The first thing that I know in myself that goes right out the window whenever I feel unsafe is my ability to be honest about what I want - if I'm feeling unsafe, I'm prioritizing "do and say whatever will wind up in me experiencing the least harm" way over "do and say what I really want or need right now." What struck me about the Aziz story was how the woman seemed to describe feeling increasingly unsafe around him (without directly using those words), so I can completely relate to her inability to voice "no" until it was literally her last resort to avoid more harm.

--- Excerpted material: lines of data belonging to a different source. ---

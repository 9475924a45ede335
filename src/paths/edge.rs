//! Directed edges of a path
//!
//! A path edge binds one straight segment of a graph edge to its place on a
//! path: the signed distance from the path start to the segment start, and
//! whether the path runs the edge against its native direction. The segment
//! line is stored in *traversal* direction, so projection math never needs to
//! re-orient it.

use std::sync::Arc;

use geo::Line;

use crate::graph::{RoadEdge, Segment};

use super::EDGE_LENGTH_ERROR_TOLERANCE;

/// One segment of a path, in traversal order.
#[derive(Debug, Clone)]
pub struct PathEdge {
    edge: Arc<RoadEdge>,
    segment: Segment,
    line: Line<f64>,
    dist_to_start: f64,
    is_backward: bool,
}

impl PathEdge {
    /// Binds a segment of `edge` to a path position.
    ///
    /// `dist_to_start` is the signed distance from the path start to the
    /// start of this segment in traversal order; its sign matches the path
    /// direction (and is zero for the first edge).
    pub fn new(edge: Arc<RoadEdge>, segment: Segment, dist_to_start: f64, is_backward: bool) -> Self {
        debug_assert!(
            dist_to_start == 0.0 || (dist_to_start < 0.0) == is_backward,
            "dist_to_start sign must match path direction"
        );
        let line = if is_backward {
            Line::new(segment.line.end, segment.line.start)
        } else {
            segment.line
        };
        Self {
            edge,
            segment,
            line,
            dist_to_start,
            is_backward,
        }
    }

    /// The graph edge this path edge lies on.
    #[inline]
    pub fn graph_edge(&self) -> &Arc<RoadEdge> {
        &self.edge
    }

    /// The underlying segment in the edge's native direction.
    #[inline]
    pub fn native_segment(&self) -> &Segment {
        &self.segment
    }

    /// The segment line in traversal direction.
    #[inline]
    pub fn line(&self) -> &Line<f64> {
        &self.line
    }

    /// Signed distance from the path start to this segment's start.
    #[inline]
    pub fn dist_to_start(&self) -> f64 {
        self.dist_to_start
    }

    #[inline]
    pub fn is_backward(&self) -> bool {
        self.is_backward
    }

    /// Length of this path edge's segment.
    #[inline]
    pub fn length(&self) -> f64 {
        self.segment.length()
    }

    /// Whether a signed arc-length falls on this edge, within tolerance.
    pub fn is_on_edge(&self, distance: f64) -> bool {
        let start = self.dist_to_start.abs();
        let end = start + self.length();
        let d = distance.abs();
        d + EDGE_LENGTH_ERROR_TOLERANCE >= start && d - EDGE_LENGTH_ERROR_TOLERANCE <= end
    }
}

#[cfg(test)]
mod tests {
    use super::*;
    use geo::{line_string, Coord};

    fn one_edge() -> Arc<RoadEdge> {
        Arc::new(RoadEdge::new(
            1,
            line_string![(x: 0.0, y: 0.0), (x: 100.0, y: 0.0)],
            false,
        ))
    }

    #[test]
    fn test_forward_line_is_native() {
        let edge = one_edge();
        let seg = edge.segments()[0];
        let pe = PathEdge::new(edge.clone(), seg, 0.0, false);
        assert_eq!(pe.line().start, Coord { x: 0.0, y: 0.0 });
        assert_eq!(pe.line().end, Coord { x: 100.0, y: 0.0 });
    }

    #[test]
    fn test_backward_line_is_reversed() {
        let edge = one_edge();
        let seg = edge.segments()[0];
        let pe = PathEdge::new(edge.clone(), seg, 0.0, true);
        assert_eq!(pe.line().start, Coord { x: 100.0, y: 0.0 });
        assert_eq!(pe.line().end, Coord { x: 0.0, y: 0.0 });
        assert_eq!(pe.native_segment().line.start, Coord { x: 0.0, y: 0.0 });
    }

    #[test]
    fn test_is_on_edge_tolerance() {
        let edge = one_edge();
        let seg = edge.segments()[0];
        let pe = PathEdge::new(edge, seg, 0.0, false);
        assert!(pe.is_on_edge(50.0));
        assert!(pe.is_on_edge(100.5));
        assert!(!pe.is_on_edge(102.0));
    }
}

Honestly, I think there's never been much education about behaving empathetically (even if you aren't actually feeling empathetic) during sexual encounters, and that's the root cause and solution to all the issues with so-called ambiguous assault. Of course, there will be people who choose not to behave empathetically, and they should always be punished for it in whatever way society deems appropriate, but I think most people if you frame a situation with "not respecting someone's wishes about how you treat their body and not making them feel safe enough to express those wishes HURTS them" would choose to not hurt other people.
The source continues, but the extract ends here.